Klub Sportowy Blizne – oficjalna strona internetowa

Lider z Chlebni pokonany!

Lider pokonany! W niezwykle ważnym i emocjonującym meczu pokonujemy lidera z Chlebni 5:3.

KS Blizne – LKS II Chlebnia 5:3 (3:1)

Bramki: M. Ignacak, M. Ignacak (P. Stachowiak), A. Jankowski (M. Ignacak), Ł. Widelski (A. Zasuwa), M. Nicewicz (A. Zasuwa)

Nieźle zaczęliśmy spotkanie i w pierwszych 30 minutach wyraźnie byliśmy lepszą drużyną. Już na początku meczu mogła paść dla nas bramka, ale nasze akcje nie skończyły się celnym trafieniem, chociaż parokrotnie szarżował Andrzej Łukomski siejąc zamęt w obronie przeciwnika. Gol padł po niepewnej interwencji bramkarza, który wyszedł do dośrodkowanej piłki aż na 15-ty metr, ale piłkę przejął Michał Ignacak, który zdołał skierować piłkę do bramki pomiędzy bramkarzem a interweniującymi obrońcami.

Goście po 20 minutach po raz pierwszy zagrozili naszej bramce i byli bliscy wyrównania po rzucie rożnym, ale piłkę uderzoną głową w światło naszej bramki wybił z linii Kacper Krzak, a niedługo po tym zagraliśmy jedną z lepszych akcji w rundzie, gdy Olkiewicz zagrał do Małkiewicza, ten ekwilybrystycznie odegrał do Stachowiaka, który uruchomił Ignacaka, a ten wpadł w pole karne, minął obrońcę i pokonał bramkarza.

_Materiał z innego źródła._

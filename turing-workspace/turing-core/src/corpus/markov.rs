// turing-core/src/corpus/markov.rs
//! Word-level Markov chain over chat lines.
//!
//! Each line is one sentence. Transition weights are `f64` so chains from
//! several channels can be merged by weighted sum of their normalized tables.

use rand::distributions::{Distribution, WeightedIndex};
use rand::Rng;
use std::collections::HashMap;

/// Sentence boundaries. `<` and `>` never survive normalization, so these
/// cannot collide with a learned word.
const BEGIN: &str = "<s>";
const END: &str = "</s>";

type Table = HashMap<Vec<String>, Vec<(String, f64)>>;

#[derive(Debug, Clone, PartialEq)]
pub struct MarkovChain {
    order: usize,
    transitions: Table,
}

impl MarkovChain {
    /// Empty chain. `order` is the number of preceding words a transition
    /// is conditioned on; zero is treated as one.
    pub fn new(order: usize) -> Self {
        Self {
            order: order.max(1),
            transitions: HashMap::new(),
        }
    }

    pub fn train<'a>(order: usize, lines: impl IntoIterator<Item = &'a str>) -> Self {
        let mut chain = Self::new(order);
        for line in lines {
            chain.absorb(line);
        }
        chain
    }

    pub fn order(&self) -> usize {
        self.order
    }

    pub fn is_empty(&self) -> bool {
        self.transitions.is_empty()
    }

    /// Number of distinct states with at least one outgoing transition.
    pub fn state_count(&self) -> usize {
        self.transitions.len()
    }

    /// Fold one line into the chain. Blank lines are ignored.
    pub fn absorb(&mut self, line: &str) {
        let steps = self.steps(line);
        for (state, next) in steps {
            let entries = self.transitions.entry(state).or_default();
            match entries.iter_mut().find(|(w, _)| *w == next) {
                Some(entry) => entry.1 += 1.0,
                None => entries.push((next, 1.0)),
            }
        }
    }

    /// `(state, next)` pairs for one line, computed without touching `self`.
    fn steps(&self, line: &str) -> Vec<(Vec<String>, String)> {
        let words: Vec<&str> = line.split_whitespace().collect();
        if words.is_empty() {
            return Vec::new();
        }
        let mut padded: Vec<String> = vec![BEGIN.to_string(); self.order];
        padded.extend(words.iter().map(|w| w.to_string()));
        padded.push(END.to_string());
        padded
            .windows(self.order + 1)
            .map(|w| (w[..self.order].to_vec(), w[self.order].clone()))
            .collect()
    }

    /// Weighted sum of the normalized transition tables of `models`.
    ///
    /// Models with a non-positive or non-finite weight, or no transitions,
    /// are skipped. Returns `None` if nothing is left or the orders differ.
    pub fn combine(models: &[(&MarkovChain, f64)]) -> Option<MarkovChain> {
        let usable: Vec<(&MarkovChain, f64)> = models
            .iter()
            .copied()
            .filter(|(m, w)| w.is_finite() && *w > 0.0 && !m.is_empty())
            .collect();
        let order = usable.first()?.0.order;
        if usable.iter().any(|(m, _)| m.order != order) {
            return None;
        }

        let mut out = MarkovChain::new(order);
        for (model, weight) in usable {
            for (state, entries) in &model.transitions {
                let total: f64 = entries.iter().map(|(_, c)| c).sum();
                if total <= 0.0 {
                    continue;
                }
                let merged = out.transitions.entry(state.clone()).or_default();
                for (word, count) in entries {
                    let p = count / total * weight;
                    match merged.iter_mut().find(|(w, _)| w == word) {
                        Some(entry) => entry.1 += p,
                        None => merged.push((word.clone(), p)),
                    }
                }
            }
        }
        Some(out)
    }

    /// Random sentence of `min_words..=max_words` words, or `None` if no walk
    /// lands in range within `attempts` tries.
    pub fn sample<R: Rng + ?Sized>(
        &self,
        rng: &mut R,
        min_words: usize,
        max_words: usize,
        attempts: usize,
    ) -> Option<String> {
        if self.is_empty() || max_words == 0 || min_words > max_words {
            return None;
        }
        for _ in 0..attempts {
            if let Some(words) = self.walk(rng, max_words) {
                if !words.is_empty() && words.len() >= min_words {
                    return Some(words.join(" "));
                }
            }
        }
        None
    }

    /// One walk from the start state. `None` if it runs past `max_words` or
    /// reaches a state with no way out.
    fn walk<R: Rng + ?Sized>(&self, rng: &mut R, max_words: usize) -> Option<Vec<String>> {
        let mut state: Vec<String> = vec![BEGIN.to_string(); self.order];
        let mut words = Vec::new();
        loop {
            let next = self.pick(&state, rng)?;
            if next == END {
                return Some(words);
            }
            if words.len() == max_words {
                return None;
            }
            state.remove(0);
            state.push(next.to_string());
            words.push(next.to_string());
        }
    }

    fn pick<R: Rng + ?Sized>(&self, state: &[String], rng: &mut R) -> Option<&str> {
        let entries = self.transitions.get(state)?;
        let dist = WeightedIndex::new(entries.iter().map(|(_, w)| *w)).ok()?;
        Some(entries[dist.sample(rng)].0.as_str())
    }
}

Niestety przy stanie 2:0 przydarzyło się nam rozkojarzenie, prosta strata i rzut karny dla gości po faulu Piechowskiego, który próbował ratować sytuację. Piłkarze z Chlebni wykorzystali jedenastkę. Było 2:1, ale po chwili po raz kolejny w pierwszej połowie dał znać o sobie Ignacak, który z prawej strony wbiegł w pole karne mijając rywali i wyłożył piłkę Jankowskiemu, a ten strzelił do pustej bramki.

Drugą połowę rozpoczęliśmy znowu od serii ataków, gdzie kilka razy było całkiem blisko gola (np. po centrostrzale Małkiewicza). Jednak goście byli mocni w stałe fragmenty i pokazali to przy rzucie wolnym z prawej strony boiska. Po dobrze dogranej piłce i celnym uderzeniu po raz kolejny złapali kontakt i było 3:2.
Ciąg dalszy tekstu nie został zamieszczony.